Re: Reconnecting to modified media
Re: Reconnecting to modified media
- Subject: Re: Reconnecting to modified media
- From: Ky Hopwood <email@hidden>
- Date: Tue, 13 Jan 2009 12:27:21 -0800
David
It sounds as if you have edited the original media, including the
audio tracks that you don't desire and going to be tossing away.
If you just imported the old media or only edited the video tracks
( or the tracks that are going to be in the new media ), then you
should not get an error. If however you have used all of your tracks,
then I would expect for this error to happen.

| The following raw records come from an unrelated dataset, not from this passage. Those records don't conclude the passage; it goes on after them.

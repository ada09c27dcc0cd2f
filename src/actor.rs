//! Acting user resolution.
//!
//! Resolution order:
//! 1) CLI --user (explicit)
//! 2) TODOSHARE_USER environment variable
//! 3) Persisted value in `<data-dir>/actor`
//! 4) Config default (`actor.default`)
//!
//! The resolved value is an email or a numeric user id; the caller looks it up.

use crate::config::Config;
use crate::error::{Error, Result};
use crate::storage::Storage;

/// Environment variable naming the acting user
pub const USER_ENV: &str = "TODOSHARE_USER";

/// Resolve the acting user reference, failing when no source provides one.
pub fn resolve_actor(storage: &Storage, config: &Config, cli_user: Option<&str>) -> Result<String> {
    let env_user = std::env::var(USER_ENV).ok();
    resolve_actor_from(storage, config, cli_user, env_user.as_deref())
}

fn resolve_actor_from(
    storage: &Storage,
    config: &Config,
    cli_user: Option<&str>,
    env_user: Option<&str>,
) -> Result<String> {
    if let Some(actor) = non_empty(cli_user) {
        return Ok(actor.to_string());
    }

    if let Some(actor) = non_empty(env_user) {
        return Ok(actor.to_string());
    }

    if let Some(actor) = storage.read_actor()? {
        return Ok(actor);
    }

    if let Some(actor) = non_empty(config.actor.default.as_deref()) {
        return Ok(actor.to_string());
    }

    Err(Error::InvalidArgument(format!(
        "no acting user: pass --user, set {USER_ENV}, or run `todoshare actor set <email>`"
    )))
}

/// Persist the acting user for later invocations.
pub fn persist_actor(storage: &Storage, actor: &str) -> Result<()> {
    let actor = non_empty(Some(actor))
        .ok_or_else(|| Error::InvalidArgument("actor cannot be empty".to_string()))?;
    storage.write_actor(actor)
}

fn non_empty(input: Option<&str>) -> Option<&str> {
    input.and_then(|value| {
        let trimmed = value.trim();
        if trimmed.is_empty() {
            None
        } else {
            Some(trimmed)
        }
    })
}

By the way, the Log and Transfer input settings don't allow you to
configure to only import the tracks you wish on your camera? That is
likely too obvious, but I thought to ask just in case that was
overlooked.
Assuming it doesn't, just do the following ( before editing) :
1/ transfer media
2/ use your tool to strip the unused tracks
3/ reconnect to the new media.
In that scenario, assuming that they were stripped properly, then it
should work.
Thanks Andreas,
I appreciate the thoughts. I realize it's not truly deleting audio.

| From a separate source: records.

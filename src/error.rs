//! Error types for todoshare
//!
//! Every error belongs to one [`ErrorKind`]; the CLI maps kinds to exit codes:
//! - 0: Success
//! - 1: Unexpected failure (storage, IO, serialization)
//! - 2: Validation failed (bad input, bad config)
//! - 3: Not found
//! - 4: Forbidden or insufficient permission
//! - 5: Conflict (duplicate name, duplicate share, self-share)
//! - 6: Timeout or cancellation

use std::path::PathBuf;
use thiserror::Error;

use crate::model::{CategoryId, TaskId, UserId};

/// Exit codes for the todoshare CLI
pub mod exit_codes {
    pub const SUCCESS: i32 = 0;
    pub const UNEXPECTED: i32 = 1;
    pub const VALIDATION_FAILED: i32 = 2;
    pub const NOT_FOUND: i32 = 3;
    pub const FORBIDDEN: i32 = 4;
    pub const CONFLICT: i32 = 5;
    pub const TIMEOUT: i32 = 6;
}

/// Classification used by callers to pick a transport-level signal.
#[derive(Debug, Clone, Copy, PartialEq, Eq, serde::Serialize)]
#[serde(rename_all = "snake_case")]
pub enum ErrorKind {
    NotFound,
    Forbidden,
    InsufficientPermission,
    Conflict,
    ValidationFailed,
    Timeout,
    Unexpected,
}

impl ErrorKind {
    pub fn as_str(&self) -> &'static str {
        match self {
            ErrorKind::NotFound => "not_found",
            ErrorKind::Forbidden => "forbidden",
            ErrorKind::InsufficientPermission => "insufficient_permission",
            ErrorKind::Conflict => "conflict",
            ErrorKind::ValidationFailed => "validation_failed",
            ErrorKind::Timeout => "timeout",
            ErrorKind::Unexpected => "unexpected",
        }
    }
}

/// Main error type for todoshare operations
#[derive(Error, Debug)]
pub enum Error {
    // Not found
    #[error("category not found: {0}")]
    CategoryNotFound(CategoryId),

    #[error("todo not found: {0}")]
    TaskNotFound(TaskId),

    #[error("user not found: {0}")]
    UserNotFound(String),

    #[error("share not found for user {user_id} on category {category_id}")]
    ShareNotFound {
        category_id: CategoryId,
        user_id: UserId,
    },

    // Forbidden
    #[error("you don't have permission to access category {0}")]
    Forbidden(CategoryId),

    #[error("only the owner can manage category {0}")]
    CategoryForbidden(CategoryId),

    // Insufficient permission
    #[error("you don't have write permission for category {0}")]
    NoWritePermission(CategoryId),

    // Conflicts
    #[error("category with this name already exists: {0}")]
    CategoryNameExists(String),

    #[error("category {category_id} is already shared with user {user_id}")]
    ShareAlreadyExists {
        category_id: CategoryId,
        user_id: UserId,
    },

    #[error("cannot share category with yourself")]
    CannotShareWithSelf,

    #[error("a user with this email already exists: {0}")]
    UserEmailExists(String),

    // Validation
    #[error("category is required (pass a category id or a category name)")]
    CategoryRequired,

    #[error("Invalid argument: {0}")]
    InvalidArgument(String),

    #[error("update has no fields to change")]
    NoChanges,

    #[error("Invalid configuration: {0}")]
    InvalidConfig(String),

    // Timeout
    #[error("{operation} timed out")]
    Timeout { operation: String },

    // Unexpected
    #[error("Lock acquisition failed: {0}")]
    LockFailed(PathBuf),

    #[error("Data integrity violation: {0}")]
    DataIntegrity(String),

    #[error("IO error: {0}")]
    Io(#[from] std::io::Error),

    #[error("JSON error: {0}")]
    Json(#[from] serde_json::Error),

    #[error("TOML parse error: {0}")]
    TomlParse(#[from] toml::de::Error),

    #[error("TOML serialize error: {0}")]
    TomlSerialize(#[from] toml::ser::Error),

    #[error("{operation}: {source}")]
    Unexpected {
        operation: &'static str,
        #[source]
        source: Box<Error>,
    },
}

impl Error {
    /// Classify this error
    pub fn kind(&self) -> ErrorKind {
        match self {
            Error::CategoryNotFound(_)
            | Error::TaskNotFound(_)
            | Error::UserNotFound(_)
            | Error::ShareNotFound { .. } => ErrorKind::NotFound,

            Error::Forbidden(_) | Error::CategoryForbidden(_) => ErrorKind::Forbidden,

            Error::NoWritePermission(_) => ErrorKind::InsufficientPermission,

            Error::CategoryNameExists(_)
            | Error::ShareAlreadyExists { .. }
            | Error::CannotShareWithSelf
            | Error::UserEmailExists(_) => ErrorKind::Conflict,

            Error::CategoryRequired
            | Error::InvalidArgument(_)
            | Error::NoChanges
            | Error::InvalidConfig(_) => ErrorKind::ValidationFailed,

            Error::Timeout { .. } => ErrorKind::Timeout,

            Error::LockFailed(_)
            | Error::DataIntegrity(_)
            | Error::Io(_)
            | Error::Json(_)
            | Error::TomlParse(_)
            | Error::TomlSerialize(_)
            | Error::Unexpected { .. } => ErrorKind::Unexpected,
        }
    }

    /// Get the exit code for this error
    pub fn exit_code(&self) -> i32 {
        match self.kind() {
            ErrorKind::NotFound => exit_codes::NOT_FOUND,
            ErrorKind::Forbidden | ErrorKind::InsufficientPermission => exit_codes::FORBIDDEN,
            ErrorKind::Conflict => exit_codes::CONFLICT,
            ErrorKind::ValidationFailed => exit_codes::VALIDATION_FAILED,
            ErrorKind::Timeout => exit_codes::TIMEOUT,
            ErrorKind::Unexpected => exit_codes::UNEXPECTED,
        }
    }

    /// Structured details for JSON output
    pub fn details(&self) -> Option<serde_json::Value> {
        use serde_json::json;

        match self {
            Error::CategoryNotFound(id)
            | Error::Forbidden(id)
            | Error::CategoryForbidden(id)
            | Error::NoWritePermission(id) => Some(json!({ "category_id": id })),
            Error::TaskNotFound(id) => Some(json!({ "todo_id": id })),
            Error::UserNotFound(email) | Error::UserEmailExists(email) => {
                Some(json!({ "user": email }))
            }
            Error::ShareNotFound {
                category_id,
                user_id,
            }
            | Error::ShareAlreadyExists {
                category_id,
                user_id,
            } => Some(json!({ "category_id": category_id, "user_id": user_id })),
            Error::CategoryNameExists(name) => Some(json!({ "name": name })),
            Error::Timeout { operation } => Some(json!({ "operation": operation })),
            Error::Unexpected { operation, .. } => Some(json!({ "operation": operation })),
            Error::InvalidArgument(message)
            | Error::InvalidConfig(message)
            | Error::DataIntegrity(message) => Some(json!({ "message": message })),
            Error::LockFailed(path) => Some(json!({ "path": path.display().to_string() })),
            _ => None,
        }
    }

    /// Wrap collaborator failures with the operation name.
    ///
    /// Classified errors (not found, conflicts, timeouts, ...) pass through untouched and an
    /// already wrapped error is never wrapped twice.
    pub fn within(self, operation: &'static str) -> Error {
        match self {
            err @ Error::Unexpected { .. } => err,
            err if err.kind() == ErrorKind::Unexpected => Error::Unexpected {
                operation,
                source: Box::new(err),
            },
            err => err,
        }
    }
}

/// Result type alias for todoshare operations
pub type Result<T> = std::result::Result<T, Error>;

/// Attach an operation name to unexpected failures on the error path.
pub trait ResultExt<T> {
    fn within(self, operation: &'static str) -> Result<T>;
}

impl<T> ResultExt<T> for Result<T> {
    fn within(self, operation: &'static str) -> Result<T> {
        self.map_err(|err| err.within(operation))
    }
}

/// Wrapper for displaying errors in JSON format
#[derive(serde::Serialize)]
pub struct JsonError {
    pub error: String,
    pub code: i32,
    pub kind: ErrorKind,
    #[serde(skip_serializing_if = "Option::is_none")]
    pub details: Option<serde_json::Value>,
}

impl From<&Error> for JsonError {
    fn from(err: &Error) -> Self {
        JsonError {
            error: err.to_string(),
            code: err.exit_code(),
            kind: err.kind(),
            details: err.details(),
        }
    }
}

It's not really to free up space, it's more a convenience so that
when the assistant editor accidentally digitizes 16 audio tracks
over SDI or whatever, you don't have to continually disable 14 of
them or waste time redigitizing. Since it's really for convenience,
I was trying to make a simple, free utility so that you don't have
to shell out 400 euros for MXF4QT (although I hear it's pretty
fantastic, I may have to look into it for other uses). Also, since
it's for correcting mistakes after-the-fact, it's designed for a
user who hasn't captured audio and video separately (I don't think
I've ever met anyone who does that). Anyway, still looking for
thoughts on that error message.
Thanks,
- David
On Jan 13, 2009, at 2:13 PM, Andreas Kiel wrote:
Hello,
I don't know what your utility does but just deleting an audio
track not really removes the track - it just removes the internal
QT reference. Just look at the file size before and after. But you
can create a new referenced movie that only contains video for
example.
With P2 you can use the mxf4mac component and you'll never get this
problem again as with this component P2 files/tracks are kept as
the are - discreet files.
Another option is to capture audio video to different locations.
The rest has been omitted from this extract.